Non O/RM specific criteria

A lot of criteria are common to the selection of any piece of software, and so are to be included in your checklist:

  • Price
  • Performance
  • Resource consumption (memory)
  • Scalability
  • Complexity (or simplicity...)
  • Ease of use, time to be up and running
  • Flexibility
  • Documentation. Using a mapping tool is not always a snap. Check the quality of the documentation and the provided samples.
  • Maturity. Many tools are relatively new, at least for .NET, and are still not mature. Some are still at the beta level, or even alpha.
  • Frequency of the updates, bug fixes, evolutions
  • Support, forums, community
  • Vendor's reputation and stability. This is a big problem today. There are a lot of tools, but natural selection is constantly at work. Which products will still be there tomorrow? Some have already fallen. Time will probably continue to eliminate some actors in this very competitive market.
  • Source code provided or not (important in case the vendor disappears in a black hole or in the Cayman Islands)
  • Support for multiple platforms (Java and .NET? Windows and Linux? .NET Framework and Mono?)

Specific case of a Service-Oriented Architecture (SOA)

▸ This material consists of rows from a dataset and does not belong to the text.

//! Narrative summary rendering
//!
//! The summary is a fixed lead-in, one of three prose templates chosen by comparing the
//! positive and negative tallies, and an optional clause listing the `@` mentions that made it
//! into the top themes.

use serde::Deserialize;
use serde::Serialize;

use super::analyzer::AnalysisResult;
use super::analyzer::ReplyAnalyzer;
use super::sentiment::SentimentClassifier;

/// Returned for an empty or absent reply collection
pub const NO_REPLIES_MESSAGE: &str = "No replies to summarize.";

/// Prefix of every non-empty summary. The template body follows with no separator.
pub const SUMMARY_LEAD_IN: &str = "The overall tone of the comments appears ";

pub const TOPICS_LEAD_IN: &str = "The main topics of discussion include: ";

const POSITIVE_TEMPLATE: &str = "The sentiment is largely positive, with many replies appreciating the content or providing supportive feedback. \
A significant number of commenters expressed admiration and approval for the subject matter, highlighting aspects they found impressive or inspiring. \
Users have praised the post for its quality, clarity, or overall impact, and many have left encouraging comments, showing their satisfaction and encouraging others to engage with the content. \
There’s a clear sense of appreciation and positivity toward the content, with users expressing their excitement and support. ";

const CRITICAL_TEMPLATE: &str = "The sentiment is mostly critical, with concerns or negative opinions raised by several commenters. \
A large portion of replies conveyed dissatisfaction or disagreement with the content, raising issues or concerns related to its accuracy, approach, or implications. \
Commenters have voiced frustration, disappointment, or even anger, criticizing certain aspects or expressing doubts about the validity or relevance of the content. \
This critical feedback often suggests areas for improvement or calls for further clarification, reflecting a negative overall sentiment from the majority of the replies. ";

const MIXED_TEMPLATE: &str = "The sentiment is mixed, with both supportive and critical viewpoints equally expressed. \
The replies exhibit a blend of approval and disapproval, where users both praise and criticize the content. \
Some commenters have expressed positive opinions, highlighting what they liked or appreciated, while others have raised concerns or pointed out flaws. \
This balance of sentiments creates a diverse conversation, where users share different perspectives and engage in debates, with both constructive feedback and critiques. \
It reflects a situation where the content has sparked a wide range of reactions, from admiration to skepticism or disagreement ";

/// Overall tone of a reply collection
#[derive(Debug, Clone, Copy, PartialEq, Eq, Hash, Serialize, Deserialize)]
#[serde(rename_all = "lowercase")]
pub enum Tone {
    Positive,
    Critical,
    Mixed,
}

impl Tone {
    /// Compare raw tallies; neutral replies never influence the tone
    pub fn from_counts(positive: usize, negative: usize) -> Self {
        match positive.cmp(&negative) {
            std::cmp::Ordering::Greater => Self::Positive,
            std::cmp::Ordering::Less => Self::Critical,
            std::cmp::Ordering::Equal => Self::Mixed,
        }
    }

    pub fn from_analysis(analysis: &AnalysisResult) -> Self {
        Self::from_counts(analysis.positive, analysis.negative)
    }

    pub fn template(self) -> &'static str {
        match self {
            Self::Positive => POSITIVE_TEMPLATE,
            Self::Critical => CRITICAL_TEMPLATE,
            Self::Mixed => MIXED_TEMPLATE,
        }
    }
}

/// Render the narrative for an already computed analysis
pub fn render(analysis: &AnalysisResult) -> String {
    let mut summary = String::from(SUMMARY_LEAD_IN);
    summary.push_str(Tone::from_analysis(analysis).template());

    let mentions = analysis.mentions();
    if !mentions.is_empty() {
        summary.push_str(TOPICS_LEAD_IN);
        summary.push_str(&mentions.join(", "));
        summary.push('.');
    }

    summary
}

/// Summarizes reply collections with a shared classifier
#[derive(Debug, Clone, Copy)]
pub struct NarrativeSummarizer<'a> {
    analyzer: ReplyAnalyzer<'a>,
}

impl<'a> NarrativeSummarizer<'a> {
    pub fn new(classifier: &'a SentimentClassifier) -> Self {
        Self {
            analyzer: ReplyAnalyzer::new(classifier),
        }
    }

    pub fn summarize<S: AsRef<str>>(&self, replies: &[S]) -> String {
        self.summarize_with_analysis(replies).0
    }

    /// Summary plus the analysis it was rendered from; no analysis runs for empty input
    pub fn summarize_with_analysis<S: AsRef<str>>(
        &self,
        replies: &[S],
    ) -> (String, Option<AnalysisResult>) {
        if replies.is_empty() {
            return (NO_REPLIES_MESSAGE.to_string(), None);
        }
        let analysis = self.analyzer.analyze(replies);
        (render(&analysis), Some(analysis))
    }

    /// Absent input behaves like an empty collection
    pub fn summarize_optional<S: AsRef<str>>(&self, replies: Option<&[S]>) -> String {
        replies.map_or_else(|| NO_REPLIES_MESSAGE.to_string(), |r| self.summarize(r))
    }
}
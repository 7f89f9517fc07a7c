use thiserror::Error;

#[derive(Error, Debug)]
pub enum EchoPulseError {
    #[error("Invalid URL: {0}")]
    InvalidUrl(String),

    #[error("No replies found")]
    EmptyReplies,

    #[error("Configuration error: {0}")]
    Config(String),

    #[error("Serialization error: {0}")]
    Serialization(#[from] serde_json::Error),

    #[error("TOML parsing error: {0}")]
    TomlParsing(#[from] toml::de::Error),

    #[error("IO error: {0}")]
    Io(#[from] std::io::Error),

    #[error("{0}")]
    Custom(String),
}

pub type Result<T> = std::result::Result<T, EchoPulseError>;
use serde::Deserialize;
use serde::Serialize;
use serde_json::Value;

/// Social platforms whose reply payloads can be normalized
#[derive(Debug, Clone, Copy, PartialEq, Eq, Hash, Serialize, Deserialize, clap::ValueEnum)]
#[serde(rename_all = "lowercase")]
pub enum Platform {
    /// Video comment threads (top-level comments plus their replies)
    #[value(name = "youtube")]
    YouTube,
    /// Short-message replies in a conversation
    Twitter,
}

/// Ordered reply texts for one post or video. Duplicates are kept.
#[derive(Debug, Clone, Default, PartialEq, Eq, Serialize, Deserialize)]
#[serde(transparent)]
pub struct ReplyCollection {
    replies: Vec<String>,
}

impl ReplyCollection {
    pub fn new(replies: Vec<String>) -> Self {
        Self { replies }
    }

    /// Flatten a comment-thread listing: each top-level comment followed by its replies.
    ///
    /// Items missing the expected text fields are skipped rather than rejected.
    pub fn from_comment_threads(listing: &Value) -> Self {
        let mut replies = Vec::new();
        let items = listing["items"].as_array().map_or(&[][..], Vec::as_slice);

        for thread in items {
            if let Some(text) =
                thread["snippet"]["topLevelComment"]["snippet"]["textOriginal"].as_str()
            {
                replies.push(text.to_string());
            }
            if let Some(comments) = thread["replies"]["comments"].as_array() {
                replies.extend(
                    comments
                        .iter()
                        .filter_map(|c| c["snippet"]["textOriginal"].as_str())
                        .map(str::to_string),
                );
            }
        }

        Self { replies }
    }

    /// Collect `data[].text` from a recent-search response
    pub fn from_tweet_search(response: &Value) -> Self {
        let replies = response["data"]
            .as_array()
            .map(|tweets| {
                tweets
                    .iter()
                    .filter_map(|t| t["text"].as_str())
                    .map(str::to_string)
                    .collect()
            })
            .unwrap_or_default();
        Self { replies }
    }

    /// Normalize a raw platform payload
    pub fn from_platform_payload(platform: Platform, payload: &Value) -> Self {
        match platform {
            Platform::YouTube => Self::from_comment_threads(payload),
            Platform::Twitter => Self::from_tweet_search(payload),
        }
    }

    /// Keep only the first `max` replies
    pub fn truncate_to(&mut self, max: usize) {
        self.replies.truncate(max);
    }

    pub fn as_slice(&self) -> &[String] {
        &self.replies
    }

    pub fn len(&self) -> usize {
        self.replies.len()
    }

    pub fn is_empty(&self) -> bool {
        self.replies.is_empty()
    }

    pub fn iter(&self) -> std::slice::Iter<'_, String> {
        self.replies.iter()
    }

    pub fn into_inner(self) -> Vec<String> {
        self.replies
    }
}

impl From<Vec<String>> for ReplyCollection {
    fn from(replies: Vec<String>) -> Self {
        Self::new(replies)
    }
}

impl<'a> FromIterator<&'a str> for ReplyCollection {
    fn from_iter<I: IntoIterator<Item = &'a str>>(iter: I) -> Self {
        Self::new(iter.into_iter().map(str::to_string).collect())
    }
}

impl FromIterator<String> for ReplyCollection {
    fn from_iter<I: IntoIterator<Item = String>>(iter: I) -> Self {
        Self::new(iter.into_iter().collect())
    }
}

impl<'a> IntoIterator for &'a ReplyCollection {
    type Item = &'a String;
    type IntoIter = std::slice::Iter<'a, String>;

    fn into_iter(self) -> Self::IntoIter {
        self.replies.iter()
    }
}
//! API request and response types

use serde::Deserialize;
use serde::Serialize;

use crate::analysis::AnalysisResult;
use crate::analysis::Tone;
use crate::models::ReplyCollection;

/// Standard API response wrapper
#[derive(Debug, Serialize, Deserialize)]
pub struct ApiResponse<T> {
    pub success: bool,
    pub data: Option<T>,
    pub error: Option<String>,
}

impl<T> ApiResponse<T> {
    pub fn success(data: T) -> Self {
        Self {
            success: true,
            data: Some(data),
            error: None,
        }
    }

    pub fn error(message: impl Into<String>) -> Self {
        Self {
            success: false,
            data: None,
            error: Some(message.into()),
        }
    }
}

/// Health check response
#[derive(Debug, Serialize, Deserialize)]
pub struct HealthResponse {
    pub status: String,
    pub version: String,
}

/// Body shared by the summarize and analyze endpoints
#[derive(Debug, Deserialize)]
pub struct RepliesRequest {
    #[serde(default)]
    pub replies: ReplyCollection,
}

/// Summary response
#[derive(Debug, Serialize, Deserialize)]
pub struct SummaryResponse {
    pub summary: String,
    /// Absent when there were no replies to analyze
    pub tone: Option<Tone>,
    pub analysis: AnalysisResult,
    pub reply_count: usize,
}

Some criteria should particularly be taken into account when considering service-oriented architectures.

Object-relational mapping tools often base the development of your applications on the fact that the entities you handle are linked to a data source with which they communicate directly to reflect updates you perform on them. With SOA, the handling of persistence is delegated to a dedicated layer; the code for persistence is not in the entities themselves.

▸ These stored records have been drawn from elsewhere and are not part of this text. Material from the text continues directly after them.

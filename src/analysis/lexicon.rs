//! Keyword lexicons used for substring sentiment detection

/// Stock positive keywords, in scan order
pub const POSITIVE_KEYWORDS: &[&str] = &[
    "good",
    "great",
    "excellent",
    "amazing",
    "awesome",
    "fantastic",
    "incredible",
    "wonderful",
    "brilliant",
    "outstanding",
    "thank",
    "appreciate",
    "grateful",
    "love",
    "admire",
    "respect",
    "support",
    "happy",
    "proud",
    "inspiring",
    "encouraging",
    "hopeful",
    "positive",
    "motivated",
    "excited",
    "yay",
    "wow",
    "fun",
    "enjoy",
    "laugh",
    "like",
    "thrilled",
    "helpful",
    "insightful",
    "informative",
    "useful",
    "educational",
    "clear",
    "simple",
    "effective",
    "innovative",
    "creative",
    "clever",
    "advanced",
    "futuristic",
    "revolutionary",
    "fast",
    "reliable",
    "responsive",
    "friendly",
    "patient",
    "accommodating",
    "healthy",
    "safe",
    "secure",
    "caring",
    "beneficial",
];

/// Stock negative keywords, in scan order. Multi-word entries match as plain substrings.
pub const NEGATIVE_KEYWORDS: &[&str] = &[
    "bad",
    "terrible",
    "horrible",
    "awful",
    "poor",
    "worse",
    "worst",
    "hate",
    "dislike",
    "annoyed",
    "frustrating",
    "disappointing",
    "upset",
    "angry",
    "irritated",
    "sad",
    "sorry",
    "regret",
    "pity",
    "hurt",
    "unfortunate",
    "worried",
    "depressed",
    "useless",
    "unhelpful",
    "unnecessary",
    "pointless",
    "boring",
    "irrelevant",
    "problem",
    "issue",
    "fail",
    "failure",
    "broken",
    "wrong",
    "misleading",
    "unclear",
    "mistake",
    "unsafe",
    "harmful",
    "side effects",
    "risky",
    "not effective",
    "slow",
    "lag",
    "crash",
    "error",
    "bug",
    "glitch",
    "outdated",
    "incompatible",
    "rude",
    "unresponsive",
    "long wait",
    "unresolved",
    "unprofessional",
];

/// An immutable, ordered set of lowercase keywords.
///
/// Order is preserved because scans stop at the first hit. Duplicates are dropped on
/// construction, keeping the first occurrence.
#[derive(Debug, Clone, PartialEq, Eq)]
pub struct Lexicon {
    keywords: Vec<String>,
}

impl Lexicon {
    /// Build a lexicon, lowercasing and trimming every keyword
    pub fn new<I, S>(keywords: I) -> Self
    where
        I: IntoIterator<Item = S>,
        S: AsRef<str>,
    {
        let mut out: Vec<String> = Vec::new();
        for keyword in keywords {
            let keyword = keyword.as_ref().trim().to_lowercase();
            if keyword.is_empty() || out.contains(&keyword) {
                continue;
            }
            out.push(keyword);
        }
        Self { keywords: out }
    }

    pub fn default_positive() -> Self {
        Self::new(POSITIVE_KEYWORDS)
    }

    pub fn default_negative() -> Self {
        Self::new(NEGATIVE_KEYWORDS)
    }

    /// First keyword (in scan order) contained in `normalized`, which must already be lowercase
    pub fn first_match(&self, normalized: &str) -> Option<&str> {
        self.keywords
            .iter()
            .map(String::as_str)
            .find(|keyword| normalized.contains(keyword))
    }

    pub fn matches(&self, normalized: &str) -> bool {
        self.first_match(normalized).is_some()
    }

    pub fn keywords(&self) -> &[String] {
        &self.keywords
    }

    pub fn len(&self) -> usize {
        self.keywords.len()
    }

    pub fn is_empty(&self) -> bool {
        self.keywords.is_empty()
    }
}
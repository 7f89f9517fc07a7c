//! Offline helpers for the platform fetch collaborators
//!
//! These only parse post URLs and format reply text; no network access happens here.

use url::Url;

use crate::models::Platform;
use crate::EchoPulseError;
use crate::Result;

/// Shown by the dashboard when a fetch came back empty
pub const NO_REPLIES_FOUND: &str = "No replies found.";

const VIDEO_ID_LEN: usize = 11;

/// Newline-joined replies, or a placeholder when there are none
pub fn format_replies<S: AsRef<str>>(replies: &[S]) -> String {
    if replies.is_empty() {
        return NO_REPLIES_FOUND.to_string();
    }
    replies
        .iter()
        .map(|reply| reply.as_ref())
        .collect::<Vec<&str>>()
        .join("\n")
}

/// Extract the numeric status id from a post URL (`.../status/<digits>`)
pub fn extract_tweet_id(url: &str) -> Result<String> {
    let parsed = parse(url)?;
    let segments: Vec<&str> = parsed
        .path_segments()
        .map(|s| s.collect())
        .unwrap_or_default();

    segments
        .windows(2)
        .find(|pair| pair[0] == "status")
        .map(|pair| {
            pair[1]
                .chars()
                .take_while(char::is_ascii_digit)
                .collect::<String>()
        })
        .filter(|id| !id.is_empty())
        .ok_or_else(|| EchoPulseError::InvalidUrl(url.to_string()))
}

/// `host` is `domain` itself or one of its subdomains
fn on_domain(host: &str, domain: &str) -> bool {
    host.strip_suffix(domain)
        .is_some_and(|rest| rest.is_empty() || rest.ends_with('.'))
}

/// Extract the 11 character video id from watch, short-link, embed, shorts and live URLs
pub fn extract_video_id(url: &str) -> Result<String> {
    let parsed = parse(url)?;
    let host = parsed.host_str().unwrap_or_default().trim_start_matches("www.");

    let candidate = if host == "youtu.be" {
        parsed.path_segments().and_then(|mut s| s.next()).map(str::to_string)
    } else if on_domain(host, "youtube.com") || on_domain(host, "youtube-nocookie.com") {
        parsed
            .query_pairs()
            .find(|(key, _)| key == "v")
            .map(|(_, value)| value.into_owned())
            .or_else(|| {
                let segments: Vec<&str> = parsed.path_segments()?.collect();
                segments
                    .windows(2)
                    .find(|pair| matches!(pair[0], "embed" | "shorts" | "live" | "v"))
                    .map(|pair| pair[1].to_string())
            })
    } else {
        None
    };

    candidate
        .filter(|id| is_video_id(id))
        .ok_or_else(|| EchoPulseError::InvalidUrl(url.to_string()))
}

/// Platform-dispatching id extraction
pub fn extract_post_id(platform: Platform, url: &str) -> Result<String> {
    match platform {
        Platform::YouTube => extract_video_id(url),
        Platform::Twitter => extract_tweet_id(url),
    }
}

fn parse(url: &str) -> Result<Url> {
    Url::parse(url.trim()).map_err(|_| EchoPulseError::InvalidUrl(url.to_string()))
}

fn is_video_id(id: &str) -> bool {
    id.len() == VIDEO_ID_LEN
        && id
            .chars()
            .all(|c| c.is_ascii_alphanumeric() || c == '-' || c == '_')
}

When considering a tool, you will ask yourself the following questions:

  • Can my objects be serialized in XML?
  • Can I persist my data objects into different formats?
  • Am I the one who decides when the calls to handle persistence are performed? Are these calls frequent? Are the moments when they happen well-defined?
  • Can I use my data objects from another platform? (eg. client in .NET, server in Java) Without the object-relational mapping tool?
  • Am I sure my business objects won't call directly the database from the presentation layer, by any chance?
  • What happens if I decide to move my presentation layer or my service's clients to a remote location?

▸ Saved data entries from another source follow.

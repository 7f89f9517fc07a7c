//! Logging configuration for EchoPulse

use std::path::Path;

use tracing_subscriber::fmt::format::FmtSpan;
use tracing_subscriber::fmt::{self};
use tracing_subscriber::layer::SubscriberExt;
use tracing_subscriber::util::SubscriberInitExt;
use tracing_subscriber::EnvFilter;
use tracing_subscriber::Registry;

use crate::config::AppConfig;
use crate::Result;

const LOG_DIR: &str = "logs";
const LOG_FILE: &str = "echopulse.log";

/// Initialize logging with configuration
pub fn init_logging_with_config(config: Option<&AppConfig>) -> Result<()> {
    let env_filter = if let Some(config) = config {
        filter_for_level(&config.logging.level)
    } else {
        // Fallback to environment variable or default
        EnvFilter::try_from_default_env().unwrap_or_else(|_| EnvFilter::new("info,echopulse=debug"))
    };

    install(env_filter)?;

    let level = config.map_or("info", |c| c.logging.level.as_str());
    tracing::info!("Logging initialized with level: {}", level);
    tracing::debug!("Log files will be saved to: {}/{}.YYYY-MM-DD", LOG_DIR, LOG_FILE);

    Ok(())
}

/// Initialize logging with custom log level
pub fn init_logging_with_level(level: &str) -> Result<()> {
    install(filter_for_level(level))?;
    tracing::info!("Logging initialized with level: {}", level);
    Ok(())
}

/// Initialize simple logging for testing
pub fn init_simple_logging() -> Result<()> {
    tracing_subscriber::fmt()
        .with_target(true)
        .with_file(true)
        .with_line_number(true)
        .with_max_level(tracing::Level::INFO)
        .try_init()
        .map_err(|e| crate::EchoPulseError::Custom(e.to_string()))?;

    tracing::info!("Simple logging initialized");
    Ok(())
}

fn filter_for_level(level: &str) -> EnvFilter {
    EnvFilter::new(format!("{level},echopulse={level}"))
}

/// Console layer on stderr plus a daily rolling file without colors.
fn install(env_filter: EnvFilter) -> Result<()> {
    let logs_dir = Path::new(LOG_DIR);
    if !logs_dir.exists() {
        std::fs::create_dir_all(logs_dir)?;
    }

    let file_appender = tracing_appender::rolling::daily(LOG_DIR, LOG_FILE);
    let (non_blocking, guard) = tracing_appender::non_blocking(file_appender);

    let console_layer = fmt::layer()
        .with_target(true)
        .with_file(true)
        .with_line_number(true)
        .with_span_events(FmtSpan::CLOSE)
        .with_writer(std::io::stderr);

    let file_layer = fmt::layer()
        .with_target(true)
        .with_thread_ids(true)
        .with_file(true)
        .with_line_number(true)
        .with_span_events(FmtSpan::CLOSE)
        .with_writer(non_blocking)
        .with_ansi(false);

    Registry::default()
        .with(env_filter)
        .with(console_layer)
        .with(file_layer)
        .try_init()
        .map_err(|e| crate::EchoPulseError::Custom(e.to_string()))?;

    // The writer thread must outlive the process' logging calls
    std::mem::forget(guard);

    Ok(())
}
//! CLI module for the `echopulse` binary
//!
//! This module contains all CLI-related functionality including:
//! - Command line argument parsing
//! - Command handlers
//! - Output formatting

pub mod commands;
pub mod handlers;
pub mod output;

pub use commands::*;
pub use handlers::*;
pub use output::*;
//! Reply analysis: sentiment tallies plus top themes

use serde::Deserialize;
use serde::Serialize;
use tracing::debug;

use super::sentiment::SentimentClassifier;
use super::sentiment::SentimentSignal;
use super::themes::Theme;
use super::themes::ThemeExtractor;
use super::themes::TOP_THEMES;

/// Aggregate result of one analysis call
#[derive(Debug, Clone, Default, PartialEq, Eq, Serialize, Deserialize)]
pub struct AnalysisResult {
    pub positive: usize,
    pub negative: usize,
    pub neutral: usize,
    /// Up to five themes ranked by descending frequency
    pub themes: Vec<Theme>,
}

impl AnalysisResult {
    /// Total tally increments. Exceeds the reply count by the number of replies that hit
    /// both lexicons.
    pub fn total_increments(&self) -> usize {
        self.positive + self.negative + self.neutral
    }

    /// Mention tokens among the top themes, in rank order
    pub fn mentions(&self) -> Vec<&str> {
        self.themes
            .iter()
            .filter(|theme| theme.is_mention())
            .map(|theme| theme.token.as_str())
            .collect()
    }
}

/// Drives the classifier and the theme extractor over a reply collection
#[derive(Debug, Clone, Copy)]
pub struct ReplyAnalyzer<'a> {
    classifier: &'a SentimentClassifier,
}

impl<'a> ReplyAnalyzer<'a> {
    pub fn new(classifier: &'a SentimentClassifier) -> Self {
        Self { classifier }
    }

    pub fn analyze<S: AsRef<str>>(&self, replies: &[S]) -> AnalysisResult {
        let mut result = AnalysisResult::default();
        let mut extractor = ThemeExtractor::new();

        for reply in replies {
            let reply = reply.as_ref();
            tally(&mut result, self.classifier.signal(reply));
            extractor.add_reply(reply);
        }

        result.themes = extractor.top(TOP_THEMES);

        debug!(
            replies = replies.len(),
            positive = result.positive,
            negative = result.negative,
            neutral = result.neutral,
            themes = result.themes.len(),
            "Analyzed replies"
        );

        result
    }
}

/// Non-exclusive increment: a reply hitting both lexicons counts on both sides
fn tally(result: &mut AnalysisResult, signal: SentimentSignal) {
    if signal.positive {
        result.positive += 1;
    }
    if signal.negative {
        result.negative += 1;
    }
    if signal.is_neutral() {
        result.neutral += 1;
    }
}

The design of your applications will tell you what tool you should use, not the opposite...

Other tools

Mapping tools are not the only solution to handle persistence. The second big category of tools consists in code generators.
To keep it simple, the main differences between these two categories of tools can be as follow:

  • Dynamic queries (filters) are handled only by mapping tools
  • Mapping tools use reflection, which is slower than the compiled code produced by code generators

Code generation tools are numerous for .NET. See the links at the bottom of this article.

Depending on the situation, it can be code generation tools or mapping tools that are best fitted. An interesting point is that some tools combine code generation and object-relational techniques to offer the best of both worlds.

Some final words

As you can see, the criteria are numerous! You should start by defining which are critical for you (MUST HAVE) and which are less important (NICE TO HAVE).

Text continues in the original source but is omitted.